Nonlinear control is an important area whereby the application of mathematical principles and the basic methods underpinning the analysis, synthesis and design of the controllers are studied, without making a conscious or deliberate attempt to mask the nonlinearities that arise naturally in the mathematical modeling of the process plant or other components associated with a controlled system. Normally, in linear control theory, it is customary to linearize the plant by assuming operation close to an equilibrium point or quiescent condition characterized by a minimal number of steady variables. In nonlinear control, while we continue to operate around an equilibrium point or quiescent condition, no attempts are made to approximate the local dynamics by assuming the excursions from the equilibrium point or quiescent condition are small. In nonlinear control theory, a large variety of approaches and mathematical tools for analysis are employed.

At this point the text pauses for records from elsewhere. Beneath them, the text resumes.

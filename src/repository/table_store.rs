// ==========================================
// 表管理工具 - 表存储 Trait (Store Façade)
// ==========================================
// 职责: 定义对远程数据库表的五个基本操作（不包含业务逻辑）
// 红线: 存储层不含业务规则，只做数据 CRUD
// 说明: 所有操作对调用方同步（调用方 await 直到往返结束）
// ==========================================

use crate::domain::{CellValue, DestinationSchema, Record, RowSet};
use crate::repository::error::StoreResult;
use async_trait::async_trait;

// ==========================================
// TableStore Trait
// ==========================================
// 实现者: RestTableStore（PostgREST）、SqliteTableStore（本地）
#[async_trait]
pub trait TableStore: Send + Sync {
    /// 列出可访问的表名（已过滤系统 schema）
    async fn list_tables(&self) -> StoreResult<Vec<String>>;

    /// 读取至多 limit 条记录
    ///
    /// # 返回
    /// - Ok(RowSet): 空表返回 0 行（成功，不是失败）
    async fn fetch(&self, table: &str, limit: usize) -> StoreResult<RowSet>;

    /// 批量写入（一次调用，全有或全无）
    ///
    /// # 返回
    /// - Ok(usize): 提交的记录数
    async fn insert(&self, table: &str, rows: &RowSet) -> StoreResult<usize>;

    /// 更新 id_column == id_value 的记录
    ///
    /// # 返回
    /// - Ok(usize): 匹配并更新的记录数（0 表示未匹配）
    async fn update(
        &self,
        table: &str,
        id_column: &str,
        id_value: &CellValue,
        patch: &Record,
    ) -> StoreResult<usize>;

    /// 删除 id_column == id_value 的记录
    ///
    /// # 返回
    /// - Ok(usize): 匹配并删除的记录数（0 表示未匹配）
    async fn delete(&self, table: &str, id_column: &str, id_value: &CellValue)
        -> StoreResult<usize>;

    /// 采样一条记录推断目标表列集合（空表返回空集合）
    async fn sample_schema(&self, table: &str) -> StoreResult<DestinationSchema> {
        let sample = self.fetch(table, 1).await?;
        Ok(DestinationSchema::sampled(table, sample.columns().to_vec()))
    }
}

/// 系统 schema 名称，不作为可管理的表展示
pub const SYSTEM_SCHEMAS: &[&str] = &["information_schema", "pg_catalog"];

/// 过滤系统表名
pub fn is_system_table(name: &str) -> bool {
    SYSTEM_SCHEMAS
        .iter()
        .any(|schema| name == *schema || name.starts_with(&format!("{}.", schema)))
}

#[cfg(test)]
mod tests {
    use super::*;

    #[test]
    fn test_is_system_table() {
        assert!(is_system_table("information_schema"));
        assert!(is_system_table("pg_catalog.pg_class"));
        assert!(!is_system_table("users"));
        assert!(!is_system_table("pg_catalog_backup"));
    }
}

The main reason for this is that no tool or methodology is universally applicable to a nonlinear system. Consequently, system approaches for the analysis and design of nonlinear control systems are only available for certain classes of nonlinear systems. Moreover, robotic systems represent a special class of dynamic systems that are

characterized by number features which are distinct. This chapter is concerned only with the methods of implementing feedback control systems for the special class of nonlinear process plants that are associated with robotic systems and autonomous mobile vehicles.